Regia di Roberto Faenza vedi scheda film
La storia di Sabina Spielrein, paziente psichiatrica che fece innamorare il suo medico curante, Carl Gustav Jung, e che abbandonata dall'uomo reagì diventando a sua volta psichiatra e contribuì con il suo lavoro allo studio della materia.

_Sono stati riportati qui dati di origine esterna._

//! Fixed-size vectors with two, three, and four `f32` components.

#![allow(clippy::len_without_is_empty)]

use core::array;
use core::fmt;
use core::ops::{
    Add, AddAssign, Div, DivAssign, Index, Mul, MulAssign, Neg, Sub, SubAssign,
};

use bytemuck::{Pod, Zeroable};

use crate::approx::ApproxEq;

/// A vector with `N` `f32` components.
///
/// Values are immutable in the API sense: every operation returns a new
/// vector. Use the [`vec2`], [`vec3`], and [`vec4`] functions or a
/// `From<[f32; N]>` conversion to construct one.
#[repr(transparent)]
#[derive(Copy, Clone, PartialEq)]
pub struct Vector<const N: usize>(pub [f32; N]);

impl<const N: usize> Default for Vector<N> {
    #[inline]
    fn default() -> Self {
        Self([0.0; N])
    }
}

/// A vector with two components.
pub type Vec2 = Vector<2>;
/// A vector with three components.
pub type Vec3 = Vector<3>;
/// A vector with four components.
pub type Vec4 = Vector<4>;

/// Returns a vector with components `x` and `y`.
#[inline]
pub const fn vec2(x: f32, y: f32) -> Vec2 {
    Vector([x, y])
}

/// Returns a vector with components `x`, `y`, and `z`.
#[inline]
pub const fn vec3(x: f32, y: f32, z: f32) -> Vec3 {
    Vector([x, y, z])
}

/// Returns a vector with components `x`, `y`, `z`, and `w`.
#[inline]
pub const fn vec4(x: f32, y: f32, z: f32, w: f32) -> Vec4 {
    Vector([x, y, z, w])
}

/// Returns a vector with all components equal to `c`.
#[inline]
pub const fn splat<const N: usize>(c: f32) -> Vector<N> {
    Vector([c; N])
}

// SAFETY: repr(transparent) over [f32; N], which is itself Pod.
unsafe impl<const N: usize> Zeroable for Vector<N> {}
unsafe impl<const N: usize> Pod for Vector<N> {}

impl<const N: usize> Vector<N> {
    /// The zero vector.
    pub const ZERO: Self = splat(0.0);

    /// Returns the components of `self` as an array.
    #[inline]
    pub const fn to_array(self) -> [f32; N] {
        self.0
    }

    /// Returns `self` component-wise mapped with `f`.
    #[inline]
    pub fn map(self, f: impl Fn(f32) -> f32) -> Self {
        Self(self.0.map(f))
    }

    /// Returns the result of `f` applied component-wise to `self` and `rhs`.
    #[inline]
    pub fn zip_map(self, rhs: Self, f: impl Fn(f32, f32) -> f32) -> Self {
        Self(array::from_fn(|i| f(self.0[i], rhs.0[i])))
    }

    /// Returns the dot product of `self` and `rhs`.
    #[inline]
    pub fn dot(self, rhs: Self) -> f32 {
        let mut res = 0.0;
        for i in 0..N {
            res += self.0[i] * rhs.0[i];
        }
        res
    }

    /// Returns the length (Euclidean norm) of `self`.
    #[inline]
    pub fn len(self) -> f32 {
        self.dot(self).sqrt()
    }

    /// Returns the square of the length of `self`.
    #[inline]
    pub fn len_sqr(self) -> f32 {
        self.dot(self)
    }

    /// Returns `self` scaled to unit length.
    ///
    /// The zero vector has no direction; normalizing it returns the zero
    /// vector rather than dividing by zero:
    /// ```
    /// use gfxmath::vec3;
    /// assert_eq!(vec3(0.0, 0.0, 0.0).normalize(), vec3(0.0, 0.0, 0.0));
    /// ```
    #[must_use]
    pub fn normalize(self) -> Self {
        let len = self.len();
        if len == 0.0 { Self::ZERO } else { self / len }
    }

    /// Linearly interpolates between `self` and `other`.
    ///
    /// If `t` = 0, returns `self`; if `t` = 1, returns `other`. Values of
    /// `t` outside [0, 1] extrapolate.
    pub fn lerp(self, other: Self, t: f32) -> Self {
        self + (other - self) * t
    }
}

impl Vec2 {
    /// Returns the x component of `self`.
    #[inline]
    pub const fn x(&self) -> f32 {
        self.0[0]
    }
    /// Returns the y component of `self`.
    #[inline]
    pub const fn y(&self) -> f32 {
        self.0[1]
    }
}

impl Vec3 {
    /// Returns the x component of `self`.
    #[inline]
    pub const fn x(&self) -> f32 {
        self.0[0]
    }
    /// Returns the y component of `self`.
    #[inline]
    pub const fn y(&self) -> f32 {
        self.0[1]
    }
    /// Returns the z component of `self`.
    #[inline]
    pub const fn z(&self) -> f32 {
        self.0[2]
    }

    /// Returns the cross product of `self` and `rhs`.
    ///
    /// The result is orthogonal to both inputs, oriented by the right-hand
    /// rule:
    /// ```
    /// use gfxmath::vec3;
    /// assert_eq!(
    ///     vec3(1.0, 0.0, 0.0).cross(vec3(0.0, 1.0, 0.0)),
    ///     vec3(0.0, 0.0, 1.0)
    /// );
    /// ```
    pub fn cross(self, rhs: Self) -> Self {
        let [ax, ay, az] = self.0;
        let [bx, by, bz] = rhs.0;
        vec3(
            ay * bz - az * by, //
            az * bx - ax * bz,
            ax * by - ay * bx,
        )
    }
}

impl Vec4 {
    /// Returns the x component of `self`.
    #[inline]
    pub const fn x(&self) -> f32 {
        self.0[0]
    }
    /// Returns the y component of `self`.
    #[inline]
    pub const fn y(&self) -> f32 {
        self.0[1]
    }
    /// Returns the z component of `self`.
    #[inline]
    pub const fn z(&self) -> f32 {
        self.0[2]
    }
    /// Returns the w component of `self`.
    #[inline]
    pub const fn w(&self) -> f32 {
        self.0[3]
    }

    /// Returns the x, y, and z components of `self` as a `Vec3`.
    #[inline]
    pub const fn xyz(&self) -> Vec3 {
        vec3(self.0[0], self.0[1], self.0[2])
    }
}

//
// Foreign trait impls
//

impl<const N: usize> Index<usize> for Vector<N> {
    type Output = f32;
    #[inline]
    fn index(&self, i: usize) -> &f32 {
        &self.0[i]
    }
}

impl<const N: usize> From<[f32; N]> for Vector<N> {
    #[inline]
    fn from(comps: [f32; N]) -> Self {
        Self(comps)
    }
}

impl<const N: usize> From<Vector<N>> for [f32; N] {
    #[inline]
    fn from(v: Vector<N>) -> Self {
        v.0
    }
}

impl<const N: usize> Add for Vector<N> {
    type Output = Self;
    fn add(self, rhs: Self) -> Self {
        self.zip_map(rhs, Add::add)
    }
}
impl<const N: usize> AddAssign for Vector<N> {
    fn add_assign(&mut self, rhs: Self) {
        *self = *self + rhs;
    }
}

impl<const N: usize> Sub for Vector<N> {
    type Output = Self;
    fn sub(self, rhs: Self) -> Self {
        self.zip_map(rhs, Sub::sub)
    }
}
impl<const N: usize> SubAssign for Vector<N> {
    fn sub_assign(&mut self, rhs: Self) {
        *self = *self - rhs;
    }
}

impl<const N: usize> Neg for Vector<N> {
    type Output = Self;
    fn neg(self) -> Self {
        self.map(Neg::neg)
    }
}

impl<const N: usize> Mul<f32> for Vector<N> {
    type Output = Self;
    fn mul(self, rhs: f32) -> Self {
        self.map(|c| c * rhs)
    }
}
impl<const N: usize> MulAssign<f32> for Vector<N> {
    fn mul_assign(&mut self, rhs: f32) {
        *self = *self * rhs;
    }
}

impl<const N: usize> Mul<Vector<N>> for f32 {
    type Output = Vector<N>;
    fn mul(self, rhs: Vector<N>) -> Vector<N> {
        rhs * self
    }
}

/// Component-wise (Hadamard) product. Distinct from [`Vector::dot`].
impl<const N: usize> Mul for Vector<N> {
    type Output = Self;
    fn mul(self, rhs: Self) -> Self {
        self.zip_map(rhs, Mul::mul)
    }
}

impl<const N: usize> Div<f32> for Vector<N> {
    type Output = Self;
    fn div(self, rhs: f32) -> Self {
        self.map(|c| c / rhs)
    }
}
impl<const N: usize> DivAssign<f32> for Vector<N> {
    fn div_assign(&mut self, rhs: f32) {
        *self = *self / rhs;
    }
}

impl<const N: usize> ApproxEq<Self, f32> for Vector<N> {
    fn approx_eq_eps(&self, other: &Self, eps: &f32) -> bool {
        self.0.approx_eq_eps(&other.0, eps)
    }
    fn relative_epsilon() -> f32 {
        f32::relative_epsilon()
    }
}

impl<const N: usize> fmt::Debug for Vector<N> {
    fn fmt(&self, f: &mut fmt::Formatter<'_>) -> fmt::Result {
        write!(f, "Vec{}{:?}", N, self.0)
    }
}

impl<const N: usize> fmt::Display for Vector<N> {
    fn fmt(&self, f: &mut fmt::Formatter<'_>) -> fmt::Result {
        let p = f.precision().unwrap_or(2);
        f.write_str("(")?;
        for (i, c) in self.0.iter().enumerate() {
            if i > 0 {
                f.write_str(", ")?;
            }
            write!(f, "{c:.p$}")?;
        }
        f.write_str(")")
    }
}

#[cfg(test)]
mod tests {
    use crate::assert_approx_eq;

    use super::*;

    #[test]
    fn vector_add_sub_neg() {
        assert_eq!(vec2(1.0, 2.0) + vec2(-2.0, 1.0), vec2(-1.0, 3.0));
        assert_eq!(
            vec3(1.0, 2.0, 0.0) - vec3(-2.0, 1.0, -1.0),
            vec3(3.0, 1.0, 1.0)
        );
        assert_eq!(-vec4(1.0, -2.0, 0.0, 3.0), vec4(-1.0, 2.0, 0.0, -3.0));
    }

    #[test]
    fn scalar_multiplication() {
        assert_eq!(vec2(1.0, -2.0) * 0.0, vec2(0.0, 0.0));
        assert_eq!(3.0 * vec3(1.0, -2.0, 3.0), vec3(3.0, -6.0, 9.0));
        assert_eq!(
            vec4(1.0, -2.0, 0.0, -3.0) * 3.0,
            vec4(3.0, -6.0, 0.0, -9.0)
        );
        assert_eq!(vec2(3.0, -6.0) / 3.0, vec2(1.0, -2.0));
    }

    #[test]
    fn component_wise_product() {
        assert_eq!(vec3(1.0, 2.0, 3.0) * vec3(4.0, 5.0, 6.0), vec3(4.0, 10.0, 18.0));
    }

    #[test]
    fn dot_product() {
        assert_eq!(vec2(0.5, 0.5).dot(vec2(-2.0, 2.0)), 0.0);
        assert_eq!(vec2(3.0, 1.0).dot(vec2(3.0, 1.0)), 10.0);
        assert_eq!(vec3(1.0, 2.0, 3.0).dot(vec3(4.0, 5.0, 6.0)), 32.0);
    }

    #[test]
    fn cross_product() {
        let x = vec3(1.0, 0.0, 0.0);
        let y = vec3(0.0, 1.0, 0.0);
        let z = vec3(0.0, 0.0, 1.0);

        assert_eq!(x.cross(y), z);
        assert_eq!(y.cross(x), -z);
        assert_eq!(y.cross(z), x);
        assert_eq!(z.cross(x), y);
        assert_eq!(z.cross(z), Vec3::ZERO);
    }

    #[test]
    fn length() {
        assert_eq!(vec2(3.0, 4.0).len(), 5.0);
        assert_eq!(Vec4::ZERO.len(), 0.0);
    }

    #[test]
    fn normalize_nonzero() {
        assert_eq!(vec3(10.0, 0.0, 0.0).normalize(), vec3(1.0, 0.0, 0.0));
        assert_approx_eq!(vec2(3.0, -4.0).normalize().len(), 1.0);
    }

    #[test]
    fn normalize_zero_yields_zero() {
        let v = Vec3::ZERO.normalize();
        assert_eq!(v, Vec3::ZERO);
        assert!(v.0.iter().all(|c| c.is_finite()));
    }

    #[test]
    fn lerping() {
        let u = vec2(0.0, 0.0);
        let v = vec2(10.0, 10.0);
        assert_eq!(u.lerp(v, 0.5), vec2(5.0, 5.0));
        assert_eq!(u.lerp(v, 0.0), u);
        assert_eq!(u.lerp(v, 1.0), v);
    }

    #[test]
    fn splat_and_from_array() {
        assert_eq!(splat::<3>(2.0), vec3(2.0, 2.0, 2.0));
        assert_eq!(Vec2::from([1.0, -2.0]), vec2(1.0, -2.0));
        assert_eq!(vec4(1.0, 2.0, 3.0, 4.0).to_array(), [1.0, 2.0, 3.0, 4.0]);
    }

    #[test]
    fn debug() {
        assert_eq!(format!("{:?}", vec2(1.0, -2.0)), "Vec2[1.0, -2.0]");
        assert_eq!(format!("{}", vec3(1.0, 0.5, 0.25)), "(1.00, 0.50, 0.25)");
    }
}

Una vita straordinaria a dir poco, quella di Sabina Spielrein, meritevole di essere trasportata sul grande schermo: non una, ma ben due volte nel giro di pochi anni, peraltro, poiché a questo Prendimi l'anima di Roberto Faenza farà seguito nel 2011 A dangerous method diretto da David Cronenberg, che tratta grossomodo la stessa storia. Sabina Spielrein, di buona famiglia ebrea, malata di mente e autolesionista: nessuna cura sembrava fare effetto sulla ragazza, finché Jung se ne occupò, conquistando rapidamente il suo cuore e venendone conquistato. La love story – deontologicamente discutibile, chiaramente anche all'epoca – viene qui raccontata con toni neppure troppo melensi e questo fa onore al copione (dello stesso Faenza); senza dubbio la vicenda viene comunque romanzata e abbellita qua e là, così come la cura estetica del lavoro pare degna di nota (la fotografia di Maurizio Calvesi va sottolineata). Del resto la pellicola batte triplice bandiera italo-franco-britannica e la produzione è ben dotata di mezzi; nel cast giustamente internazionale compaiono tra gli altri Emilia Fox, Iain Glen, Caroline Ducey, Jane Alexander, Craig Ferguson, Ivan Igogin, Viktor Sergachyov e Giovanni Lombardo Radice. Come collaboratori alla sceneggiatura sono accreditati, curiosamente, in sei: Elda Ferri, Gianni Arduini, Giampiero Rigosi, Hugh Fleetwood, Alessandro Defilippi e François Cohen-Seat. 5/10.